→ Directions for this task:
Using the listing below, report each line holding the string "showing".
Working data section start
//! Approval window lifecycle.
//!
//! The orchestrator persists a handle for every surface it opens and turns a
//! "closed without deciding" notification into an `Abandoned` outcome. The
//! actual surface is produced by a [`WindowHost`]:
//!
//! ```text
//!   open(kind, request)
//!        │ put_window(handle)
//!        ▼
//!   WindowHost::open(spec) ──► surface ──► POST /approval/windows/{id}/closed
//!                                              │
//!                                              ▼
//!                                       on_closed(window_id)
//! ```

use std::collections::HashSet;
use std::sync::{Arc, Mutex};

use async_trait::async_trait;
use uuid::Uuid;

use crate::broker::{ApprovalWindowHandle, PendingRequest, RequestKind, WindowId, timestamp_now};
use crate::db::{Database, WindowClosed};
use crate::error::BrokerError;

/// What a host needs to put a surface on screen.
#[derive(Debug, Clone, PartialEq, Eq)]
pub struct WindowSpec {
    pub window_id: WindowId,
    pub kind: RequestKind,
    pub url: String,
    pub width: u32,
    pub height: u32,
}

/// Something that can show and dismiss approval surfaces.
#[async_trait]
pub trait WindowHost: Send + Sync {
    async fn open(&self, spec: &WindowSpec) -> Result<(), BrokerError>;

    /// Best effort. A surface that is already gone is not an error.
    async fn close(&self, window_id: WindowId) -> Result<(), BrokerError>;
}

/// Opens the approval page in the operator's default browser.
///
/// Browsers give no handle back, so `close` only logs; the page reports
/// its own closure through the gateway.
pub struct BrowserWindowHost;

#[async_trait]
impl WindowHost for BrowserWindowHost {
    async fn open(&self, spec: &WindowSpec) -> Result<(), BrokerError> {
        open::that_detached(&spec.url).map_err(|e| BrokerError::Window {
            reason: format!("failed to launch browser for {}: {}", spec.url, e),
        })?;
        tracing::info!(window_id = %spec.window_id, kind = %spec.kind, "Approval page opened in browser");
        Ok(())
    }

    async fn close(&self, window_id: WindowId) -> Result<(), BrokerError> {
        tracing::debug!(%window_id, "Browser approval page left open; it closes itself after deciding");
        Ok(())
    }
}

/// Records surfaces instead of showing them.
///
/// Used when the operator drives approvals through the gateway API directly,
/// and by tests.
#[derive(Default)]
pub struct HeadlessWindowHost {
    opened: Mutex<Vec<WindowSpec>>,
    live: Mutex<HashSet<WindowId>>,
}

impl HeadlessWindowHost {
    pub fn new() -> Self {
        Self::default()
    }

    /// Every surface ever opened, in order.
    pub fn opened(&self) -> Vec<WindowSpec> {
        self.opened.lock().map(|o| o.clone()).unwrap_or_default()
    }

    /// Whether `window_id` was opened and not closed since.
    pub fn is_live(&self, window_id: WindowId) -> bool {
        self.live
            .lock()
            .map(|live| live.contains(&window_id))
            .unwrap_or(false)
    }
}

#[async_trait]
impl WindowHost for HeadlessWindowHost {
    async fn open(&self, spec: &WindowSpec) -> Result<(), BrokerError> {
        tracing::info!(window_id = %spec.window_id, kind = %spec.kind, url = %spec.url, "Approval surface ready");
        if let Ok(mut opened) = self.opened.lock() {
            opened.push(spec.clone());
        }
        if let Ok(mut live) = self.live.lock() {
            live.insert(spec.window_id);
        }
        Ok(())
    }

    async fn close(&self, window_id: WindowId) -> Result<(), BrokerError> {
        if let Ok(mut live) = self.live.lock() {
            live.remove(&window_id);
        }
        Ok(())
    }
}

/// Opens one fixed-size surface per pending request and watches it close.
pub struct ApprovalWindowOrchestrator {
    store: Arc<dyn Database>,
    host: Arc<dyn WindowHost>,
    base_url: String,
    access_token: Option<String>,
    width: u32,
    height: u32,
}

impl ApprovalWindowOrchestrator {
    pub fn new(
        store: Arc<dyn Database>,
        host: Arc<dyn WindowHost>,
        base_url: impl Into<String>,
        width: u32,
        height: u32,
    ) -> Self {
        Self {
            store,
            host,
            base_url: base_url.into(),
            access_token: None,
            width,
            height,
        }
    }

    /// Token the approval page presents back to the gateway.
    pub fn with_access_token(mut self, token: impl Into<String>) -> Self {
        self.access_token = Some(token.into());
        self
    }

    /// Page the surface loads for a kind.
    pub fn approval_url(&self, kind: RequestKind, window_id: WindowId) -> String {
        let mut url = format!(
            "{}/approve?kind={}&window_id={}",
            self.base_url.trim_end_matches('/'),
            kind,
            window_id
        );
        if let Some(token) = &self.access_token {
            url.push_str("&token=");
            url.push_str(&urlencoding::encode(token));
        }
        url
    }

    /// Show a surface for `request` and persist its handle.
    ///
    /// The handle is stored before the host is asked to open, so a surface
    /// that closes immediately still finds it.
    pub async fn open(
        &self,
        kind: RequestKind,
        request: &PendingRequest,
    ) -> Result<ApprovalWindowHandle, BrokerError> {
        let handle = ApprovalWindowHandle {
            window_id: WindowId::new(),
            kind,
            request_id: request.request_id,
            opened_for_tab_id: request.requester_tab_id,
            opened_at: timestamp_now(),
        };
        self.store.put_window(&handle).await?;

        let spec = WindowSpec {
            window_id: handle.window_id,
            kind,
            url: self.approval_url(kind, handle.window_id),
            width: self.width,
            height: self.height,
        };
        if let Err(e) = self.host.open(&spec).await {
            if let Err(cleanup) = self.store.delete_window(handle.window_id).await {
                tracing::warn!(window_id = %handle.window_id, "Failed to drop handle of unopened window: {}", cleanup);
            }
            return Err(e);
        }

        tracing::info!(
            %kind,
            window_id = %handle.window_id,
            request_id = %request.request_id,
            origin = %request.origin,
            "Approval window opened"
        );
        Ok(handle)
    }

    /// A surface closed. If it still owned an undecided request, that
    /// request becomes `Abandoned`.
    pub async fn on_closed(&self, window_id: WindowId) -> Result<WindowClosed, BrokerError> {
        let closed = self.store.close_window(window_id, timestamp_now()).await?;
        match &closed {
            WindowClosed::Abandoned(handle) => tracing::warn!(
                kind = %handle.kind,
                %window_id,
                request_id = %handle.request_id,
                "Approval window closed without a decision"
            ),
            WindowClosed::AlreadySettled(handle) => {
                tracing::debug!(kind = %handle.kind, %window_id, "Approval window closed after decision")
            }
            WindowClosed::Unknown => tracing::debug!(%window_id, "Close notification for unknown window"),
        }
        Ok(closed)
    }

    /// Stored handle for a kind, if a surface is open.
    pub async fn handle_for(&self, kind: RequestKind) -> Result<Option<ApprovalWindowHandle>, BrokerError> {
        Ok(self.store.get_window(kind).await?)
    }

    /// Close the surface showing `request_id`, if it is still the one on
    /// record for `kind`.
    pub async fn close(
        &self,
        kind: RequestKind,
        request_id: Uuid,
    ) -> Result<Option<ApprovalWindowHandle>, BrokerError> {
        let Some(handle) = self
            .handle_for(kind)
            .await?
            .filter(|h| h.request_id == request_id)
        else {
            return Ok(None);
        };
        self.store.delete_window(handle.window_id).await?;
        self.dismiss(&handle).await;
        Ok(Some(handle))
    }

    /// Ask the host to take a surface down without touching the store.
    pub async fn dismiss(&self, handle: &ApprovalWindowHandle) {
        if let Err(e) = self.host.close(handle.window_id).await {
            tracing::warn!(window_id = %handle.window_id, "Failed to close approval window: {}", e);
        } else {
            tracing::debug!(kind = %handle.kind, window_id = %handle.window_id, "Approval window closed");
        }
    }
}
Working data section end
→ Answer to this exercise:
/// Records surfaces instead of showing them.
    /// Close the surface showing `request_id`, if it is still the one on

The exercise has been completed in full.